● YOUR OBJECTIVE: Search the listing below for the string "async" and show each line that contains it.

[Opening SOURCE INFORMATION section]

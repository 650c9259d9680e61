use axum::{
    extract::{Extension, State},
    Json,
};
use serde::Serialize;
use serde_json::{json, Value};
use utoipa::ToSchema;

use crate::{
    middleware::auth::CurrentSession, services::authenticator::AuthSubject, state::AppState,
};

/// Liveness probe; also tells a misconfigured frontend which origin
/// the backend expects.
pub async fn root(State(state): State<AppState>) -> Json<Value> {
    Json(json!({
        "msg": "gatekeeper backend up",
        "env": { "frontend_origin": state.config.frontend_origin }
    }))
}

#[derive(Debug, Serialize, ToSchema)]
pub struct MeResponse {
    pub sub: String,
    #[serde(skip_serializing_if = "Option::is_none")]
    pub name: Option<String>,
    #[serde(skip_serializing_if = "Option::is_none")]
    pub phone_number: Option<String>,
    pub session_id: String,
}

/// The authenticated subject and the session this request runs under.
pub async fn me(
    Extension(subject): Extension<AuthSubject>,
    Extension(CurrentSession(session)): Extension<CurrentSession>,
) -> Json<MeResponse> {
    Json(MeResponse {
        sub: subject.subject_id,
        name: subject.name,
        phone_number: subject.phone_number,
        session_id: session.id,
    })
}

[Closing SOURCE INFORMATION section]
[Opening SOURCE INFORMATION section]

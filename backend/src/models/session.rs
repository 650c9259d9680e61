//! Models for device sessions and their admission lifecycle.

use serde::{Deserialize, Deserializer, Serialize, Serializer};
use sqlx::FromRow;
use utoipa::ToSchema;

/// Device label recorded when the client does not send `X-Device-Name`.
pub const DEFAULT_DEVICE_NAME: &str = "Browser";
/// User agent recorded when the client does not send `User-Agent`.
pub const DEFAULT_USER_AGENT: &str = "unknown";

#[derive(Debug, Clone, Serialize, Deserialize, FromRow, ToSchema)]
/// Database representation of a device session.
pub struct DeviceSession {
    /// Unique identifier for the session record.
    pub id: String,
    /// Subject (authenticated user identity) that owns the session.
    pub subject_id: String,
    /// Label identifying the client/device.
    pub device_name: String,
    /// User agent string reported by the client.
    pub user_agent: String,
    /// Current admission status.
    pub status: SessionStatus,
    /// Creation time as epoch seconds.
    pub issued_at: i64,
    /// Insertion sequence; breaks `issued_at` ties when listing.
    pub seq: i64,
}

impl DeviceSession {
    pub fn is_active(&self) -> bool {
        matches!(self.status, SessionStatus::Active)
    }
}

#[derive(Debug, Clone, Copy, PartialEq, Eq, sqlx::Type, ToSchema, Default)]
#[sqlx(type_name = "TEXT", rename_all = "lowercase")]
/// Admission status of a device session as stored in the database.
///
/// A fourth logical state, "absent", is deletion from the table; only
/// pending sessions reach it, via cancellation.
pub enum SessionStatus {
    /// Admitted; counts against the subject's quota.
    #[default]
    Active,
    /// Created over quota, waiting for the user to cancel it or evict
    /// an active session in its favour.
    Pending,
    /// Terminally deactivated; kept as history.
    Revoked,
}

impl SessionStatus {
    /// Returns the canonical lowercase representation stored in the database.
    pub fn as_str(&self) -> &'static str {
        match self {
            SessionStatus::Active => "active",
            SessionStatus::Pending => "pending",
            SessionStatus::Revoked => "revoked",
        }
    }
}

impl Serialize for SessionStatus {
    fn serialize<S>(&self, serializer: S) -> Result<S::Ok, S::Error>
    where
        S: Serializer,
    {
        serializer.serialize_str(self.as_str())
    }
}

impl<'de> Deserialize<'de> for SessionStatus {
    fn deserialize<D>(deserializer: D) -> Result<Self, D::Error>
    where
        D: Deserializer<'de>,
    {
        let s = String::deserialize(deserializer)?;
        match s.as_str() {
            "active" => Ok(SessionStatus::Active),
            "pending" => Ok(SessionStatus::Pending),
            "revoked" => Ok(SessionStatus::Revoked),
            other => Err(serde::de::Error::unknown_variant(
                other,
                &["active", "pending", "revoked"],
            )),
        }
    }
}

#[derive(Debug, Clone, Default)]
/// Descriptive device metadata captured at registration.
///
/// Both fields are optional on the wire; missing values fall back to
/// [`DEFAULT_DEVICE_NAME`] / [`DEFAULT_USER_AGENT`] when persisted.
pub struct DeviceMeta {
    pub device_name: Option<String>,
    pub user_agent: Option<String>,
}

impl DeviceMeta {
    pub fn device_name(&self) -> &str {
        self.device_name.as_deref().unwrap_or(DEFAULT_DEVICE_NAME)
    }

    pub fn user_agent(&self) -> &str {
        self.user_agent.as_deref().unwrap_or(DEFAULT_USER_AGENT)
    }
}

[Closing SOURCE INFORMATION section]

● SOLVED EXERCISE:
pub async fn root(State(state): State<AppState>) -> Json<Value> {
pub async fn me(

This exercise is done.